Humans will remember something better when it is meaningfulness to them. Meyers and Bodrick (1975) presented stories to students either in intact form or in a form that randomly rearranged. The findings showed that story intactness improved memory recall because participants able to understand the story meaning, thereby reducing the likelihood of new elements intruding in recall (Meyers & Bodrick, 1975).
Tip 5: Rehearse things you want to remember frequently.
Repeated rehearsing will pass information from short term memory to long term memory (Atkinson & Shiffin, 1983) thus information will be stored more longer and can be retrieved when needed. Based on forgetting curve (Ebbinghaus, 1885) information loss is very rapid at first and then will slow down unless rehearsing is done. In addition, elaborative rehearsal affects remembering better than maintenance rehearsal (Gardlner, Gawlick & Richardson-Klavehn, 1994).
Tip 6: Build positive mindset that your lecture notes are interesting.
Shirey and Reynolds (1988) found that adult readers allocate fewer cognitive resources to information that they rate as interesting, but recall the information much better. This finding can be explained by selective attention hypothesis, which suggest that extra attention will allocate to interesting information while less interesting information will be attenuated.
Tip 7: Know type of your test and prepare cues.
Once your understand type of test you will getting, you can prepare cues to aid memory recall, such as write down main points or ideas on cards to use as prompt. Hagen, Hargrave and Ross (1977) tested subjects in a short term recall test in two conditions: half of them were required to remember list of words and were prompted using card when needed while other half were rehearsed without prompting. Subjects who received prompt aid recalled better that subjects who do not receive prompt during rehearsing the words. Prompt acts as fragment of information that aid access to memory trace. Prompt also acts as retrieval cues, allow one to identify information that can not be accessible by providing extra information, thus help to trace inaccessible information and then allows information to be recalled (Baddeley. 1999).
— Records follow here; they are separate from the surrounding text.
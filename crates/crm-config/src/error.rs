// SPDX-License-Identifier: PolyForm-Noncommercial-1.0.0
// Copyright (c) 2025 Sylvex. All rights reserved.

//! Errors raised while loading the CRM configuration.

use std::path::PathBuf;
use thiserror::Error;

/// Result type alias for configuration operations.
pub type ConfigResult<T> = Result<T, ConfigError>;

/// Why the configuration could not be loaded.
#[derive(Debug, Error)]
pub enum ConfigError {
    /// The file is not valid TOML or JSON for the schema.
    #[error("Cannot parse configuration '{path}': {message}")]
    Parse {
        /// Path to the configuration file.
        path: PathBuf,
        /// Error message.
        message: String,
    },

    /// A setting has an unusable value.
    #[error("Invalid setting '{field}': {message}")]
    Validation {
        /// Setting name, as written in the file.
        field: String,
        /// Error message.
        message: String,
    },

    /// The file exists but cannot be read.
    #[error("Cannot read configuration '{path}': {source}")]
    Io {
        /// Path to the file.
        path: PathBuf,
        /// Underlying I/O error.
        #[source]
        source: std::io::Error,
    },

    /// An environment override cannot be parsed.
    #[error("Invalid value in ${name}: {message}")]
    InvalidEnvVar {
        /// Variable name, prefix included.
        name: String,
        /// Error message.
        message: String,
    },

    /// The file is required but absent.
    #[error("Configuration file not found: {path}")]
    FileNotFound {
        /// The path that was not found.
        path: PathBuf,
    },

    /// The file extension is neither `.toml` nor `.json`.
    #[error("Unsupported configuration format '{format}' (expected .toml or .json)")]
    UnsupportedFormat {
        /// The unsupported format.
        format: String,
    },
}

impl ConfigError {
    /// Creates a parse error.
    pub fn parse(path: impl Into<PathBuf>, message: impl Into<String>) -> Self {
        Self::Parse {
            path: path.into(),
            message: message.into(),
        }
    }

    /// Creates a validation error.
    pub fn validation(field: impl Into<String>, message: impl Into<String>) -> Self {
        Self::Validation {
            field: field.into(),
            message: message.into(),
        }
    }

    /// Creates an I/O error.
    pub fn io(path: impl Into<PathBuf>, source: std::io::Error) -> Self {
        Self::Io {
            path: path.into(),
            source,
        }
    }

    /// Creates an invalid environment variable error.
    pub fn invalid_env_var(name: impl Into<String>, message: impl Into<String>) -> Self {
        Self::InvalidEnvVar {
            name: name.into(),
            message: message.into(),
        }
    }

    /// Creates a file not found error.
    pub fn file_not_found(path: impl Into<PathBuf>) -> Self {
        Self::FileNotFound { path: path.into() }
    }

    /// Creates an unsupported format error.
    pub fn unsupported_format(format: impl Into<String>) -> Self {
        Self::UnsupportedFormat {
            format: format.into(),
        }
    }

    /// Returns `true` if this is a validation error.
    pub fn is_validation(&self) -> bool {
        matches!(self, Self::Validation { .. })
    }

    /// Returns the setting at fault, if the error names one.
    pub fn setting(&self) -> Option<&str> {
        match self {
            Self::Validation { field, .. } => Some(field),
            Self::InvalidEnvVar { name, .. } => Some(name),
            _ => None,
        }
    }

    /// Returns a hint on how to fix the error.
    pub fn hint(&self) -> String {
        match self.setting() {
            Some("secret_key") => {
                "Set SECRET_KEY in the environment or secret_key in the configuration file"
                    .to_string()
            }
            Some(setting) => format!("Check the value of '{}'", setting),
            None => "Check the configuration file passed with --config".to_string(),
        }
    }
}

// =============================================================================
// Tests
// =============================================================================
/// Every record of the CRM.
#[derive(Debug, Clone, Default, Serialize, Deserialize)]
#[serde(default)]
pub struct Tables {
    collaborators: BTreeMap<RecordId, Collaborator>,
    clients: BTreeMap<RecordId, Client>,
    contracts: BTreeMap<RecordId, Contract>,
    events: BTreeMap<RecordId, Event>,
    sequences: Sequences,
}

impl Tables {
    // =========================================================================
    // Collaborators
    // =========================================================================

    /// Returns a collaborator by id.
    pub fn collaborator(&self, id: RecordId) -> Option<&Collaborator> {
        self.collaborators.get(&id)
    }

    /// Returns a collaborator by username.
    pub fn collaborator_by_username(&self, username: &str) -> Option<&Collaborator> {
        self.collaborators.values().find(|c| c.username == username)
    }

    /// Returns all collaborators ordered by id.
    pub fn collaborators(&self) -> impl Iterator<Item = &Collaborator> {
        self.collaborators.values()
    }

    /// Inserts a collaborator, assigning its id.
    pub fn insert_collaborator(&mut self, mut collaborator: Collaborator) -> CrmResult<RecordId> {
        self.ensure_username_free(&collaborator.username, None)?;
        collaborator.id = next(&mut self.sequences.collaborators);
        let id = collaborator.id;
        self.collaborators.insert(id, collaborator);
        Ok(id)
    }

    /// Returns a mutable collaborator.
    pub fn collaborator_mut(&mut self, id: RecordId) -> CrmResult<&mut Collaborator> {
        self.collaborators
            .get_mut(&id)
            .ok_or_else(|| CrmError::not_found("Collaborator", id))
    }

    /// Renames a collaborator, keeping usernames unique.
    pub fn rename_collaborator(&mut self, id: RecordId, username: &str) -> CrmResult<()> {
        self.ensure_username_free(username, Some(id))?;
        self.collaborator_mut(id)?.username = username.to_string();
        Ok(())
    }

    /// Removes a collaborator; their clients and events become unassigned.
    pub fn remove_collaborator(&mut self, id: RecordId) -> CrmResult<Collaborator> {
        let removed = self
            .collaborators
            .remove(&id)
            .ok_or_else(|| CrmError::not_found("Collaborator", id))?;
        for client in self.clients.values_mut() {
            if client.salesman_id == Some(id) {
                client.salesman_id = None;
            }
        }
        for event in self.events.values_mut() {
            if event.support_id == Some(id) {
                event.support_id = None;
            }
        }
        Ok(removed)
    }

    fn ensure_username_free(&self, username: &str, owner: Option<RecordId>) -> CrmResult<()> {
        match self.collaborator_by_username(username) {
            Some(existing) if Some(existing.id) != owner => Err(CrmError::validation(
                "username",
                format!("'{}' is already taken", username),
            )),
            _ => Ok(()),
        }
    }

    // =========================================================================
    // Clients
    // =========================================================================

    /// Returns a client by id.
    pub fn client(&self, id: RecordId) -> Option<&Client> {
        self.clients.get(&id)
    }

    /// Returns all clients ordered by id.
    pub fn clients(&self) -> impl Iterator<Item = &Client> {
        self.clients.values()
    }

    /// Inserts a client, assigning its id.
    pub fn insert_client(&mut self, mut client: Client) -> CrmResult<RecordId> {
        if let Some(salesman) = client.salesman_id {
            self.require_collaborator(salesman)?;
        }
        client.id = next(&mut self.sequences.clients);
        let id = client.id;
        self.clients.insert(id, client);
        Ok(id)
    }

    /// Returns a mutable client.
    pub fn client_mut(&mut self, id: RecordId) -> CrmResult<&mut Client> {
        self.clients
            .get_mut(&id)
            .ok_or_else(|| CrmError::not_found("Client", id))
    }

    /// Removes a client together with its contracts and their events.
    pub fn remove_client(&mut self, id: RecordId) -> CrmResult<Client> {
        let removed = self
            .clients
            .remove(&id)
            .ok_or_else(|| CrmError::not_found("Client", id))?;
        let contract_ids: Vec<RecordId> = self
            .contracts
            .values()
            .filter(|c| c.client_id == id)
            .map(|c| c.id)
            .collect();
        for contract_id in contract_ids {
            self.remove_contract(contract_id)?;
        }
        Ok(removed)
    }

    // =========================================================================
    // Contracts
    // =========================================================================

    /// Returns a contract by id.
    pub fn contract(&self, id: RecordId) -> Option<&Contract> {
        self.contracts.get(&id)
    }

    /// Returns all contracts ordered by id.
    pub fn contracts(&self) -> impl Iterator<Item = &Contract> {
        self.contracts.values()
    }

    /// Inserts a contract, assigning its id.
    pub fn insert_contract(&mut self, mut contract: Contract) -> CrmResult<RecordId> {
        if self.client(contract.client_id).is_none() {
            return Err(CrmError::not_found("Client", contract.client_id));
        }
        contract.validate()?;
        contract.id = next(&mut self.sequences.contracts);
        let id = contract.id;
        self.contracts.insert(id, contract);
        Ok(id)
    }

    /// Returns a mutable contract.
    pub fn contract_mut(&mut self, id: RecordId) -> CrmResult<&mut Contract> {
        self.contracts
            .get_mut(&id)
            .ok_or_else(|| CrmError::not_found("Contract", id))
    }

    /// Removes a contract together with its events.
    pub fn remove_contract(&mut self, id: RecordId) -> CrmResult<Contract> {
        let removed = self
            .contracts
            .remove(&id)
            .ok_or_else(|| CrmError::not_found("Contract", id))?;
        self.events.retain(|_, event| event.contract_id != id);
        Ok(removed)
    }

    // =========================================================================
    // Events
    // =========================================================================

    /// Returns an event by id.
    pub fn event(&self, id: RecordId) -> Option<&Event> {
        self.events.get(&id)
    }

    /// Returns all events ordered by id.
    pub fn events(&self) -> impl Iterator<Item = &Event> {
        self.events.values()
    }

    /// Inserts an event, assigning its id.
    pub fn insert_event(&mut self, mut event: Event) -> CrmResult<RecordId> {
        if self.contract(event.contract_id).is_none() {
            return Err(CrmError::not_found("Contract", event.contract_id));
        }
        if let Some(support) = event.support_id {
            self.require_collaborator(support)?;
        }
        event.validate()?;
        event.id = next(&mut self.sequences.events);
        let id = event.id;
        self.events.insert(id, event);
        Ok(id)
    }

    /// Returns a mutable event.
    pub fn event_mut(&mut self, id: RecordId) -> CrmResult<&mut Event> {
        self.events
            .get_mut(&id)
            .ok_or_else(|| CrmError::not_found("Event", id))
    }

    /// Removes an event.
    pub fn remove_event(&mut self, id: RecordId) -> CrmResult<Event> {
        self.events
            .remove(&id)
            .ok_or_else(|| CrmError::not_found("Event", id))
    }

    /// Fails unless the collaborator exists.
    pub fn require_collaborator(&self, id: RecordId) -> CrmResult<&Collaborator> {
        self.collaborator(id)
            .ok_or_else(|| CrmError::not_found("Collaborator", id))
    }
}
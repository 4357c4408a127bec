// SPDX-License-Identifier: PolyForm-Noncommercial-1.0.0
// Copyright (c) 2025 Sylvex. All rights reserved.

//! Entry point of the `crm` binary.

use crm_bin::error::report_error_and_exit;
use crm_bin::{commands, init_logging, Cli};

fn main() {
    let cli = Cli::parse_args();
    let configured = crm_config::load_config(&cli.config).ok();
    init_logging(
        cli.effective_log_level(configured.as_ref().map(|c| c.log_level.as_str())),
        cli.log_format,
    );

    if let Err(err) = commands::execute(&cli) {
        report_error_and_exit(err);
    }
}
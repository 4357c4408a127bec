// SPDX-License-Identifier: PolyForm-Noncommercial-1.0.0
// Copyright (c) 2025 Sylvex. All rights reserved.

//! Session manager.
//!
//! # Sliding renewal
//!
//! `verify` reads the token file and decodes the access token. An expired
//! access token is replaced using the refresh token:
//!
//! ```text
//! read ─ empty ──────────────────────────────▶ BadToken(NoAccess)
//!  │
//! decode access ─ ok ────────────────────────▶ accept
//!  │            └ invalid ───────────────────▶ BadToken(Invalid)
//!  │ expired
//! decode refresh ─ missing ─ wipe ───────────▶ BadToken(MissingRefresh)
//!  │             └ failed ─ wipe ────────────▶ BadToken(InvalidRefresh)
//!  │ ok
//! reissue access, keep refresh, write ───────▶ accept
//! ```
//!
//! The refresh token is never reissued, so renewal cannot outlive it.

use std::sync::Arc;

use tracing::{debug, info, warn};

use crm_core::{CrmError, CrmResult, TokenFault};

use crate::claims::{AccessClaims, RefreshClaims};
use crate::clock::{Clock, SystemClock};
use crate::config::SessionConfig;
use crate::identity::{session_denial, Identity, IdentityProvider};
use crate::storage::TokenStore;
use crate::token::TokenCodec;

// =============================================================================
// SessionManager
// =============================================================================

/// Issues, verifies and wipes the local session.
///
/// This is the only component that writes the token file.
#[derive(Debug, Clone)]
pub struct SessionManager {
    codec: TokenCodec,
    store: TokenStore,
    clock: Arc<dyn Clock>,
    access_lifetime: i64,
    refresh_lifetime: i64,
}

impl SessionManager {
    /// Creates a manager reading the system clock.
    pub fn new(config: SessionConfig) -> CrmResult<Self> {
        Self::with_clock(config, Arc::new(SystemClock))
    }

    /// Creates a manager reading the given clock.
    pub fn with_clock(config: SessionConfig, clock: Arc<dyn Clock>) -> CrmResult<Self> {
        config.validate()?;

        Ok(Self {
            codec: TokenCodec::new(&config.secret, clock.clone())?,
            store: TokenStore::new(config.token_path),
            clock,
            access_lifetime: config.access_lifetime_secs,
            refresh_lifetime: config.refresh_lifetime_secs,
        })
    }

    /// Returns the token store.
    pub fn store(&self) -> &TokenStore {
        &self.store
    }

    /// Returns the token codec.
    pub fn codec(&self) -> &TokenCodec {
        &self.codec
    }

    /// Starts a session for `identity`, replacing any existing one.
    pub fn issue(&self, identity: &Identity) -> CrmResult<AccessClaims> {
        let now = self.clock.now();
        let access = AccessClaims::new(identity, now, self.access_lifetime);
        let refresh = RefreshClaims::new(&identity.subject, now, self.refresh_lifetime);

        self.store
            .write(&self.codec.encode(&access)?, &self.codec.encode(&refresh)?)?;

        info!(subject = %identity.subject, exp = access.exp, "Session issued");
        Ok(access)
    }

    /// Returns the current access claims, renewing an expired access token.
    pub fn verify(&self) -> CrmResult<AccessClaims> {
        let tokens = self
            .store
            .read()
            .ok_or_else(|| CrmError::bad_token(TokenFault::NoAccess))?;

        match self.codec.decode::<AccessClaims>(&tokens.access, true) {
            Ok(claims) => Ok(claims),
            Err(CrmError::ExpiredToken) => {
                debug!("Access token expired, attempting renewal");
                self.renew(&tokens.access, tokens.refresh.as_deref())
            }
            Err(err) => Err(err),
        }
    }

    fn renew(&self, access: &str, refresh: Option<&str>) -> CrmResult<AccessClaims> {
        let Some(refresh) = refresh else {
            return self.abandon(TokenFault::MissingRefresh);
        };

        let refresh_claims = match self.codec.decode::<RefreshClaims>(refresh, true) {
            Ok(claims) => claims,
            Err(err) => {
                debug!(error = %err, "Refresh token rejected");
                return self.abandon(TokenFault::InvalidRefresh);
            }
        };

        let expired = self.codec.decode::<AccessClaims>(access, false)?;
        if expired.sub != refresh_claims.sub {
            warn!("Refresh token subject does not match access token");
            return self.abandon(TokenFault::InvalidRefresh);
        }

        let renewed = expired.renewed(self.clock.now(), self.access_lifetime);
        self.store.write(&self.codec.encode(&renewed)?, refresh)?;

        debug!(subject = %renewed.sub, exp = renewed.exp, "Access token renewed");
        Ok(renewed)
    }

    /// Wipes the token file, then reports `fault`.
    fn abandon(&self, fault: TokenFault) -> CrmResult<AccessClaims> {
        match self.store.wipe() {
            Ok(()) | Err(CrmError::NoSession) => {}
            Err(err) => return Err(err),
        }
        info!(reason = fault.message(), "Session discarded");
        Err(CrmError::bad_token(fault))
    }

    /// Ends the session; fails with `NoSession` if there was none.
    pub fn wipe(&self) -> CrmResult<()> {
        self.store.wipe()
    }
}

impl IdentityProvider for SessionManager {
    fn current_identity(&self) -> CrmResult<Identity> {
        self.verify()
            .and_then(|claims| Identity::from_claims(&claims))
            .map_err(session_denial)
    }
}

// =============================================================================
// Tests
// =============================================================================
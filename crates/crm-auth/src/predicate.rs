// SPDX-License-Identifier: PolyForm-Noncommercial-1.0.0
// Copyright (c) 2025 Sylvex. All rights reserved.

//! Composable attribute predicates.
//!
//! A [`Predicate`] is a labelled function over a [`Context`]. Predicates
//! combine with `&`, `|` and `!`, and the label follows the structure:
//!
//! | Expression | Label |
//! |------------|-------|
//! | `a & b`    | `(a and b)` |
//! | `a \| b`   | `(a or b)` |
//! | `!a`       | `not a` |
//!
//! Labels appear verbatim in denial messages.

use std::fmt;
use std::ops::{BitAnd, BitOr, Not};
use std::sync::Arc;

use crate::context::Context;

type Check = dyn Fn(&Context<'_>) -> bool + Send + Sync;

/// Lifts a named check function into a [`Predicate`] labelled by its name.
///
/// ```
/// use crm_auth::checks::{is_management, is_self};
/// use crm_auth::predicate;
///
/// let rule = predicate!(is_management) & !predicate!(is_self);
/// assert_eq!(rule.label(), "(is_management and not is_self)");
/// ```
#[macro_export]
macro_rules! predicate {
    ($check:ident) => {
        $crate::predicate::Predicate::new(stringify!($check), $check)
    };
}

// =============================================================================
// Predicate
// =============================================================================

/// A labelled boolean function over a call context.
#[derive(Clone)]
pub struct Predicate {
    label: Arc<str>,
    check: Arc<Check>,
}

impl Predicate {
    /// Creates a predicate.
    pub fn new<F>(label: impl Into<String>, check: F) -> Self
    where
        F: Fn(&Context<'_>) -> bool + Send + Sync + 'static,
    {
        Self {
            label: Arc::from(label.into()),
            check: Arc::new(check),
        }
    }

    /// Returns the label.
    pub fn label(&self) -> &str {
        &self.label
    }

    /// Evaluates the predicate.
    pub fn evaluate(&self, ctx: &Context<'_>) -> bool {
        (self.check)(ctx)
    }
}

impl BitAnd for Predicate {
    type Output = Predicate;

    fn bitand(self, rhs: Predicate) -> Predicate {
        let label = format!("({} and {})", self.label, rhs.label);
        Predicate::new(label, move |ctx| self.evaluate(ctx) && rhs.evaluate(ctx))
    }
}

impl BitOr for Predicate {
    type Output = Predicate;

    fn bitor(self, rhs: Predicate) -> Predicate {
        let label = format!("({} or {})", self.label, rhs.label);
        Predicate::new(label, move |ctx| self.evaluate(ctx) || rhs.evaluate(ctx))
    }
}

impl Not for Predicate {
    type Output = Predicate;

    fn not(self) -> Predicate {
        let label = format!("not {}", self.label);
        Predicate::new(label, move |ctx| !self.evaluate(ctx))
    }
}

impl fmt::Debug for Predicate {
    fn fmt(&self, f: &mut fmt::Formatter<'_>) -> fmt::Result {
        f.debug_tuple("Predicate").field(&self.label).finish()
    }
}

impl fmt::Display for Predicate {
    fn fmt(&self, f: &mut fmt::Formatter<'_>) -> fmt::Result {
        f.write_str(&self.label)
    }
}

// =============================================================================
// Tests
// =============================================================================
Tip 8: Practice to elaborate your notes relevantly, not just simply remember them.
Stein, Morris and Bransford (1978) found that people are more likely to guess correct responses for the elaborative contexts provided in precise elaboration (e.g., the old man bought the paint to colour his cane) than the contexts provided in imprecise elaboration group (e.g., the old man bought the paint that was on the top shelf). Good elaboration provides relation between the target word to other information, thus helps memory retention.
Tip 9: Organise your notes hierarchically.
This tip really useful when you need to remember points with lot of subdivisions. This can be done using block diagram or mind map. Bower, Clark, Lesgold, and Winzenz (1969) presented category lists to subjects either randomly or in a hierarchically organised matter. The subjects recalled 2-3 times better using organized presentation, suggesting organization of the information greatly increase memory encoding. This is because block hierarchy diagram helps us to see complete presentation of topic and gives idea to us to retrieve information from memory.
Tip 10: Have a good and enough sleep.
Polzella (1975) tested subject in a probe-recognition short-term memory paradigm and found that recognition performance was generally impaired for each participant after 24 hours of sleep deprivation. This is because sleep deprivation increases the occurrence of lapses and periods of lowered reactive capacity which prevent the encoding of items in short term memory (Polzella, 1975). While Gais, Lucas and Born (2006) found that sleep following learning has a beneficial effect on declarative memory in human and that this effect is present when retrieval is postponed until after recovery sleep in the sleep deprivation condition.